Pollution prevention and the work environment: the Massachusetts experience.

In 1989, Massachusetts enacted the Toxics Use Reduction Act. The Act defined toxics use reduction, also referred to as pollution prevention, as "in-plant changes in production processes or raw materials that reduce, avoid, or eliminate the use of toxic or hazardous substances or generation of hazardous by-product per unit of product ... without shifting risks between workers, consumers or parts of the environment." The investigators sought to understand to what extent worker health and safety concerns have been integrated into toxics use reduction activities and how these activities have affected the work environment. The authors reviewed 35 published case studies of toxics use reduction in Massachusetts companies and interviewed key personnel including the staff of the Massachusetts Office of Technical Assistance for Toxics Use Reduction. Overall, between 1990 and 1997, Massachusetts companies decreased their use of toxic chemicals by 24 percent and decreased their volume of toxic by-product by 41 percent. In almost 50 percent of the cases analyzed, improved worker health and safety was cited as a benefit of the toxic use reduction projects. Solvents were eliminated or reduced in 63 percent of the cases. Forty-six percent of the companies profiled introduced water-based chemicals in place of more volatile ones; and acids and caustics were reduced or eliminated in 20 percent of the cases.
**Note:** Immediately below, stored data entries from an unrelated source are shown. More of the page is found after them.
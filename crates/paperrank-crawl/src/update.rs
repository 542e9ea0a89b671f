//! Graph update protocol: the store transitions for one citation record
//!
//! Staging is pure; nothing touches the store until the caller commits the
//! changeset.

use paperrank_frontier::{Changeset, Collection};
use serde_json::Value;

use crate::citation::CitationRecord;

/// Stage the mutations that settle `record`'s claim.
///
/// A processed record is added to `SEEN` and either `DANGLING` (no edges)
/// or `GRAPH`/`OUT` with its neighbours queued in `EXPLORE`. A malformed
/// record only releases its claim and is noted in `NOT`.
pub fn stage(record: &CitationRecord, changes: &mut Changeset) {
    if record.error {
        if !record.id.is_empty() {
            changes
                .add(Collection::Not, [record.id.as_str()])
                .remove(Collection::Instance, [record.id.as_str()]);
        }
        return;
    }

    let id = record.id.as_str();
    changes.add(Collection::Seen, [id]);

    if record.edge_count() == 0 {
        changes.add(Collection::Dangling, [id]);
    } else {
        changes
            .add(Collection::Graph, record.edges().map(|e| e.to_string()))
            .put(Collection::Out, [(id, encode_outbound(&record.outbound))])
            .add(
                Collection::Explore,
                record.inbound.iter().chain(&record.outbound).map(String::as_str),
            )
            .subtract(Collection::Explore, Collection::Seen);
    }

    changes.remove(Collection::Instance, [id]);
}

/// Changeset for a single record
pub fn changes_for(record: &CitationRecord) -> Changeset {
    let mut changes = Changeset::new();
    stage(record, &mut changes);
    changes
}

/// `OUT` value: outbound PMIDs as a JSON array of strings.
pub fn encode_outbound(outbound: &[String]) -> String {
    Value::from(outbound.to_vec()).to_string()
}

pub fn decode_outbound(value: &str) -> Result<Vec<String>, serde_json::Error> {
    serde_json::from_str(value)
}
The investigators concluded that toxics use reduction activities have resulted in improvements to the work environment, but that such improvements were rarely a direct concern of these efforts, thus creating the potential for new negative worker health and safety impacts and missed opportunities to coordinate environmental and worker health and safety improvements. The authors recommend that technical assistance agencies and companies better integrate worker health and safety issues and pollution prevention activities.